Наконец мастер привёл их в какой-то тёмный зал и запер дверь, а потом зажёг светильники по стенам. Зал, безусловно, был мастерской – Анирет видела полуобработанные куски камня, которым предстояло стать стелами, и инструменты. А в центре зала лежала фигура, укрытая полотнами тканей с нанесёнными на них формулами заклинаний. Такой покров придавал ей сходство с мумией. Вот только размеры… в статуе было полтора или два рэмейских роста.
– Ты обещала, что тебе держать ответ, дочь Владыки, – сухо напомнил мастер, отставляя светильник на один из столов и обходя фигуру. – Замкни уста и свои, и своего стража, госпожа царевна, – таинство это не для чужих глаз.
Анирет спокойно кивнула, не в силах отвести взгляд от того, что было скрыто под полотнами. Нэбмераи рядом с ней, казалось, даже не дышал, преисполнившись ощущением важности момента.
– Вот что мы создаём по просьбе твоего отца-Императора, да будет он вечно жив, здоров и благополучен, – торжественно произнёс мастер, стягивая одно из полотен и обнажая лицо, едва отличимое от живого.
Царевна вспоминала легенды о Гончарном Круге Матери Живых, иносказательно говорившие о том, что в смертном теле было собрано всё, что составляло земной план бытия – и соли земли, и животворные паводковые воды. Вспоминала всё, что знала как жрица, об одухотворении материи, и то, как впервые держала в руках комочек священной глины, когда дядюшка Хатепер рассказывал ей о причинах вражды и общем враге, а в его ладонях рождался маленький сокол, которого он обжёг после и подарил Анирет в качестве амулета. Когда она брала этого сокола в руки, тот казался почти живым, как и все артефакты, являвшиеся не безделушками, а вместилищами энергии. Но то, что она видела перед собой… было чем-то совсем иным.

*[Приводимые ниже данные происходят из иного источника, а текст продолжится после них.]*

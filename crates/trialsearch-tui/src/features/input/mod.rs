//! Query input feature: editable text, cursor movement, line editing.

mod render;
mod state;
mod update;

pub use render::render_search_box;
pub use state::InputState;
pub use update::handle_key;
//! Result projection rules.
//!
//! Pure derivation from raw trial records (and the query interpretation)
//! to the normalized fields the display needs. Recomputed on every render
//! pass; nothing here caches or mutates the record.
//!
//! Fallback chains are explicit and ordered:
//! - title: `brief_title` → `official_title` → placeholder
//! - lead sponsor: entry marked `lead` → first entry → `"N/A"`

use crate::types::{Conditions, Interpretation, TrialRecord};

/// Shown when a record has neither a brief nor an official title.
pub const UNTITLED_PLACEHOLDER: &str = "Untitled trial";

/// Placeholder for absent phase and sponsor fields.
pub const NOT_AVAILABLE: &str = "N/A";

/// Fixed message shown instead of the count and list while a search is in flight.
pub const LOADING_MESSAGE: &str = "Analyzing data...";

/// The single status value with distinct visual treatment (exact match).
const RECRUITING_STATUS: &str = "RECRUITING";

/// Conditions beyond this count are elided with `"..."`.
const MAX_CONDITIONS_SHOWN: usize = 3;

/// Normalized display fields for one trial record.
#[derive(Debug, Clone, PartialEq, Eq)]
pub struct TrialCard<'a> {
    pub nct_id: &'a str,
    pub title: &'a str,
    pub phase: &'a str,
    pub status: Option<&'a str>,
    /// True only for an exact `"RECRUITING"` status.
    pub recruiting: bool,
    pub conditions: Option<String>,
    pub lead_sponsor: &'a str,
    /// Number of sponsor entries besides the displayed one (0 or 1 sponsor → 0).
    pub extra_sponsors: usize,
}

/// Projects one raw record into its display fields.
pub fn project(record: &TrialRecord) -> TrialCard<'_> {
    let (lead_sponsor, extra_sponsors) = lead_sponsor(record);
    TrialCard {
        nct_id: &record.nct_id,
        title: display_title(record),
        phase: phase_tag(record),
        status: record.overall_status.as_deref(),
        recruiting: is_recruiting(record),
        conditions: conditions_line(record),
        lead_sponsor,
        extra_sponsors,
    }
}

/// Title fallback chain. Never returns an empty string.
pub fn display_title(record: &TrialRecord) -> &str {
    non_empty(record.brief_title.as_deref())
        .or_else(|| non_empty(record.official_title.as_deref()))
        .unwrap_or(UNTITLED_PLACEHOLDER)
}

/// Resolves the lead sponsor name and the count of remaining entries.
///
/// The first entry marked `lead` wins; otherwise the first entry; `"N/A"`
/// when there are no sponsors at all.
pub fn lead_sponsor(record: &TrialRecord) -> (&str, usize) {
    let Some(sponsors) = record.sponsors.as_deref().filter(|s| !s.is_empty()) else {
        return (NOT_AVAILABLE, 0);
    };
    let lead = sponsors
        .iter()
        .find(|sponsor| sponsor.is_lead())
        .unwrap_or(&sponsors[0]);
    (lead.name.as_str(), sponsors.len() - 1)
}

/// Joins up to the first three conditions, eliding the rest.
///
/// A single-string value is displayed verbatim; absent conditions display
/// nothing.
pub fn conditions_line(record: &TrialRecord) -> Option<String> {
    match record.conditions.as_ref()? {
        Conditions::One(condition) => Some(condition.clone()),
        Conditions::Many(list) => {
            let mut line = list
                .iter()
                .take(MAX_CONDITIONS_SHOWN)
                .map(String::as_str)
                .collect::<Vec<_>>()
                .join(", ");
            if list.len() > MAX_CONDITIONS_SHOWN {
                line.push_str("...");
            }
            Some(line)
        }
    }
}

/// True only for an exact, case-sensitive `"RECRUITING"` status.
pub fn is_recruiting(record: &TrialRecord) -> bool {
    record.overall_status.as_deref() == Some(RECRUITING_STATUS)
}

pub fn phase_tag(record: &TrialRecord) -> &str {
    non_empty(record.phase.as_deref()).unwrap_or(NOT_AVAILABLE)
}

/// Filters the interpretation down to the chips worth rendering.
///
/// A chip renders only when the value is present and non-empty; null or
/// empty values are omitted entirely. This is a filter, not a transform.
pub fn interpretation_chips(interpretation: &Interpretation) -> Vec<(&str, &str)> {
    interpretation
        .iter()
        .filter_map(|(key, value)| {
            let value = non_empty(value.as_deref())?;
            Some((key.as_str(), value))
        })
        .collect()
}

/// Pluralized result count, e.g. `"1 trial"` / `"5 trials"`.
pub fn result_count(count: usize) -> String {
    if count == 1 {
        "1 trial".to_string()
    } else {
        format!("{count} trials")
    }
}

fn non_empty(value: Option<&str>) -> Option<&str> {
    value.filter(|s| !s.trim().is_empty())
}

Мастер поманил её к себе, и она приблизилась, заглянула в безмятежное, точно спящее лицо статуи, различая оттенки краски, так похожие на цвета живой кожи, особенно при неверном освещении светильников и длинных тенях мастерской. В чертах было что-то от статуй Ваэссира, охранявших входы в святилища, но форма рогов была не как у Эмхет – такая встречалась часто среди жителей Империи.
Сознание Анирет было по-жречески отстроено, а восприятие – обострено до предела с самого мига, как она переступила порог храма. И потому сейчас она чувствовала… нет, не вполне жизнь – скорее, своего рода ожидание жизни, потенциал жить внутри этого творения. И этот потенциал звал её, робко, с надеждой. Царевна коснулась лица статуи, ощутив прохладу окрашенной глины или камня, отодвинула ткань, оглядывая прижатую к телу руку, сжимавшую нечто вроде короткого спрятанного в ладони цилиндрического жезла с иероглифической формулой, положила свою ладонь на сомкнутые пальцы голема и прислушалась. Всё затихло, даже отдалённые голоса и звуки в храме – она слышала только ритм своей крови, размеренный, как бой ритуального тамтама, и звук этот точно нарастал издалека. Пальцы гиганта под её ладонью вдруг дрогнули, и это показалось совершенно естественным…
Рука мастера мягко сжала её запястье.
– Позволь ему спать, госпожа, – тихо проговорил он. – Хотя на твой зов, на зов золотой крови, могут подняться все големы нашего храма.
Анирет отняла ладонь, и статуя снова стала лишь статуей. В тот миг, даже без слов учителя, она поняла основную суть таинства – эта жизнь была отражением жизни, дарованной Амном. Материя одухотворялась тем, что уже существовало.
И какова была цена, какова была жертва, она не хотела знать, но уже понимала, что узнает. Потому что если отец велел создать новых големов – он готовился к войне.